KRV’deki Türk yatırımcıların sayısı Çin’i geçti'

KRV Yatırım Destek Ajansı Türkiye Temsilcisi Dr. Akkaya, geçen yıl 40 firma ile KRV'ye yatırım yapan ülkeler arasında ikinci sırada yer alan Türkiye'nin, bu yılın ilk yarısında 22 firma ile Çin'i geçerek en çok yatırım yapan ülke olduğunu söyledi.

YAYINLAMA
GÜNCELLEME

Ayfer İLHAN / ANKARA SOHBETİ

Geçen yıl 40 firma ile Kuzey Ren-Vestfalya’da (KRV / Nordrhein- Westfalen NRV) yatırım yapan yabancı ülkeler sıralamasında Çin’in ardından ikinci sırada yer alan Türkiye, bu yılın ilk yarısında 22 firma ile Çin’i geçerek, bölgeye en çok yatırım yapan ülke oldu. Ankara Sohbetlerine konuk olan Kuzey Ren-Vestfalya Yatırım Destek Ajansı (NRV-Invest) Türkiye Temsilcisi Dr. Adem Akkaya, Ankara Temsilcimiz Ferit Parlak’ın iki ülke arasındaki ticari ilişkiler ve doğrudan yatırımlarla ilgili sorularını yanıtladı.

- KRV’deki Türk yatırımlarında artış gözleniyor. Neden?

Türk iş insanları KRV’ye öncelikle satış yapmak amacıyla gidiyorlar. Bu amaçla şirketler kuruyorlar, mağazalar, depolar açıyorlar. Zaten uzun zamandır Türk devleti de bu tarz girişimlere önemli finansal destekler veriyor, önünü açıyor.

Özellikle son bir kaç yıldır başta Suriye, Mısır, Cezayir ve İran’da yaşanan problem ve krizlerden sonra iş insanlarımız gördü ki, bizim en güvenilir pazarlarımız Avrupa’da. Avrupa denildiği zaman dikkat çeken ülke de Almanya. Örneğin makine imalatçıları, zaten bir kısım parçalarını Almanya’dan ithal ettikleri makinelerinin son üretim safh asını Almanya’ya kaydırarak, ‘Made in Germany’ ibaresi ile dünya pazarlarına satmanın yollarını arıyorlar.
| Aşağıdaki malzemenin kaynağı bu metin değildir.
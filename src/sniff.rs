//! Content sniffing: choose a file extension from a payload's magic bytes.

/// Detect the MIME type of `data`.
///
/// Magic-byte detection comes first. Payloads with no recognizable signature
/// are reported as `text/plain` when they read as text: UTF-8, UTF-16 behind
/// a byte order mark, or 8-bit text, with no control characters besides
/// tab, CR, LF and form feed. Anything else, including an empty payload,
/// yields `None`.
pub fn detect_mime(data: &[u8]) -> Option<String> {
    if let Some(kind) = infer::get(data) {
        return Some(kind.mime_type().to_string());
    }

    if !data.is_empty() && looks_like_text(data) {
        return Some("text/plain".to_string());
    }

    None
}

/// Map a payload to one of `.pdf`, `.txt`, `.doc`, `.docx`, `.xls`, `.jpg`
/// or the generic `.bin`.
///
/// ```
/// use adt1extract::sniff::extension_for;
///
/// assert_eq!(extension_for(b"%PDF-1.4\n"), ".pdf");
/// assert_eq!(extension_for(b"Board resolution dated 01/02/2023"), ".txt");
/// assert_eq!(extension_for(&[0x00, 0x01, 0x02]), ".bin");
/// ```
pub fn extension_for(data: &[u8]) -> &'static str {
    match detect_mime(data) {
        Some(mime) => extension_for_mime(&mime),
        None => ".bin",
    }
}

/// Substring checks are applied in a fixed order, so for example every
/// OOXML type (including spreadsheets) lands on `.docx`.
pub fn extension_for_mime(mime: &str) -> &'static str {
    const TABLE: &[(&str, &str)] = &[
        ("pdf", ".pdf"),
        ("text", ".txt"),
        ("msword", ".doc"),
        ("officedocument", ".docx"),
        ("excel", ".xls"),
        ("image", ".jpg"),
    ];

    TABLE
        .iter()
        .find(|(needle, _)| mime.contains(needle))
        .map(|(_, ext)| *ext)
        .unwrap_or(".bin")
}

fn looks_like_text(data: &[u8]) -> bool {
    match data {
        [0xFE, 0xFF, rest @ ..] => utf16_is_text(rest, u16::from_be_bytes),
        [0xFF, 0xFE, rest @ ..] => utf16_is_text(rest, u16::from_le_bytes),
        _ => match std::str::from_utf8(data) {
            Ok(s) => s.chars().all(is_text_char),
            // 8-bit text (Latin-1, Windows-1252): high bytes are printable.
            Err(_) => data
                .iter()
                .all(|&b| (b >= 0x20 && b != 0x7f) || is_text_char(char::from(b))),
        },
    }
}

fn utf16_is_text(data: &[u8], unit: fn([u8; 2]) -> u16) -> bool {
    data.len() % 2 == 0
        && char::decode_utf16(data.chunks_exact(2).map(|pair| unit([pair[0], pair[1]])))
            .all(|c| c.is_ok_and(is_text_char))
}

fn is_text_char(c: char) -> bool {
    !c.is_control() || matches!(c, '\n' | '\r' | '\t' | '\x0c')
}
Bir de pazara yakın üretim yapılmasını gerektiren mallar var. Bu üreticilerimiz de KRV’de üretim tesisleri kuruyorlar. Ajans olarak geçen yıl Türkiye’den KRV’ye 40’ın üzerinde yatırımcı firma kazandırdık. Bu yılın ilk altı ayında da 22 firma kuruldu. Bu rakam ile Çin bürolarımızın performansını aştık. Geçen yıl en fazla şirket kuran ülke Çin olurken, Türkiye ikinci sıradaydı.

- KRV yatırımcı kazanmak için ne tür teşvikler veriyor.
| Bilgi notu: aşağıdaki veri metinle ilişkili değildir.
use crate::file_discovery::FileSpecEntry;
use crate::{pdf_utils, ExtractError, Result};
use lopdf::{Dictionary, Document, Object};

/// Handles parsing of file specifications and extraction of embedded file data.
///
/// Filename metadata and payload are read by separate calls so that a broken
/// name does not cost the payload, and vice versa.
pub struct FileSpecParser<'a> {
    document: &'a Document,
}

impl<'a> FileSpecParser<'a> {
    pub fn new(document: &'a Document) -> Self {
        Self { document }
    }

    /// Create an extraction error with consistent formatting.
    fn extraction_error(entry: &FileSpecEntry, message: &str) -> ExtractError {
        let name = entry.name.as_deref().unwrap_or("<unnamed>");
        ExtractError::ExtractionError(name.into(), message.into())
    }

    /// Resolve the entry's file specification dictionary (inline or referenced).
    fn spec_dict<'e>(&self, entry: &'e FileSpecEntry) -> Result<&'e Dictionary>
    where
        'a: 'e,
    {
        match entry.spec.as_reference() {
            Ok(id) => self
                .document
                .get_object(id)?
                .as_dict()
                .map_err(|_| Self::extraction_error(entry, "file spec is not a dictionary")),
            Err(_) => entry
                .spec
                .as_dict()
                .map_err(|_| Self::extraction_error(entry, "file spec is neither a reference nor a dictionary")),
        }
    }

    /// Return the stored filename: Unicode (/UF) preferred over ASCII (/F).
    ///
    /// Layout of a file specification (ISO 32000-1 §7.11.3):
    ///
    /// ```text
    /// <<
    ///   /Type  /Filespec
    ///   /F     (ascii filename)
    ///   /UF    (unicode filename)          ← preferred
    ///   /EF    << /F <stream-ref> /UF <stream-ref> >>
    /// >>
    /// ```
    pub fn filename(&self, entry: &FileSpecEntry) -> Result<String> {
        let spec_dict = self.spec_dict(entry)?;
        [b"UF" as &[u8], b"F"]
            .into_iter()
            .find_map(|key| pdf_utils::extract_string_from_dict(spec_dict, key))
            .ok_or_else(|| Self::extraction_error(entry, "file spec has neither /UF nor /F"))
    }

    /// Read the embedded stream's bytes, decoded through its `/Filter` chain
    /// when one is declared.
    pub fn payload(&self, entry: &FileSpecEntry) -> Result<Vec<u8>> {
        let spec_dict = self.spec_dict(entry)?;
        let ef_dict = self.resolve_ef_dictionary(spec_dict, entry)?;
        let stream = self.extract_embedded_stream(ef_dict, entry)?;

        if stream.dict.has(b"Filter") {
            stream.decompressed_content().map_err(|e| {
                Self::extraction_error(entry, &format!("cannot decode embedded stream: {e}"))
            })
        } else {
            Ok(stream.content.clone())
        }
    }

    /// Resolve the /EF dictionary, handling both inline and reference cases.
    fn resolve_ef_dictionary<'e>(&self, spec_dict: &'e Dictionary, entry: &FileSpecEntry) -> Result<&'e Dictionary>
    where
        'a: 'e,
    {
        let ef_val = spec_dict
            .get(b"EF")
            .map_err(|_| Self::extraction_error(entry, "missing /EF entry"))?;

        // Some producers store /EF as a reference instead of inline.
        pdf_utils::resolve_dict(self.document, ef_val)
            .ok_or_else(|| Self::extraction_error(entry, "/EF is not a dictionary"))
    }

    /// Extract the embedded file stream from the EF dictionary.
    fn extract_embedded_stream(&self, ef_dict: &Dictionary, entry: &FileSpecEntry) -> Result<&'a lopdf::Stream> {
        let stream_ref = ef_dict
            .get(b"UF")
            .or_else(|_| ef_dict.get(b"F"))
            .map_err(|_| Self::extraction_error(entry, "/EF has neither /F nor /UF"))?;

        let stream_id = stream_ref
            .as_reference()
            .map_err(|_| Self::extraction_error(entry, "/EF stream entry is not a reference"))?;

        self.document
            .get_object(stream_id)
            .and_then(Object::as_stream)
            .map_err(|_| Self::extraction_error(entry, "embedded stream object is not a stream"))
    }
}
KRV’nin parasal teşviklerle yatırımcı çekme gibi bir çabası yok. Tecrübeler, finansal teşvikler için gelen firmaların, teşvikler bittikten sonra bölgede kalmadıklarını, başka teşvikli bölgelere taşındıklarını anlatıyor. Örneğin bir Nokia tecrübesi var. Bu firma eyalete gelmiş ve önemli ölçüde parasal teşvik almıştı. Bölgede 5 yıl kaldı, sonra teşvik bitince yatırımı Romanya’ya taşıdı. Binlerce kişiyi işten çıkardı. Bu nedenle büyük firmalara teşvik çok düşük. Ama KOBİler, eğer üretim için gelirlerse, bina ve makine yatırımlarının yüzde 25’i oranından hibe alabiliyor. Vergi konusunda ise kesinlikle teşvik yok.

Hukuktan, eğitime, sağlıktan sosyal haklara kadar her şey dünya standartlarının üstünde olunca, en büyük teşvik o.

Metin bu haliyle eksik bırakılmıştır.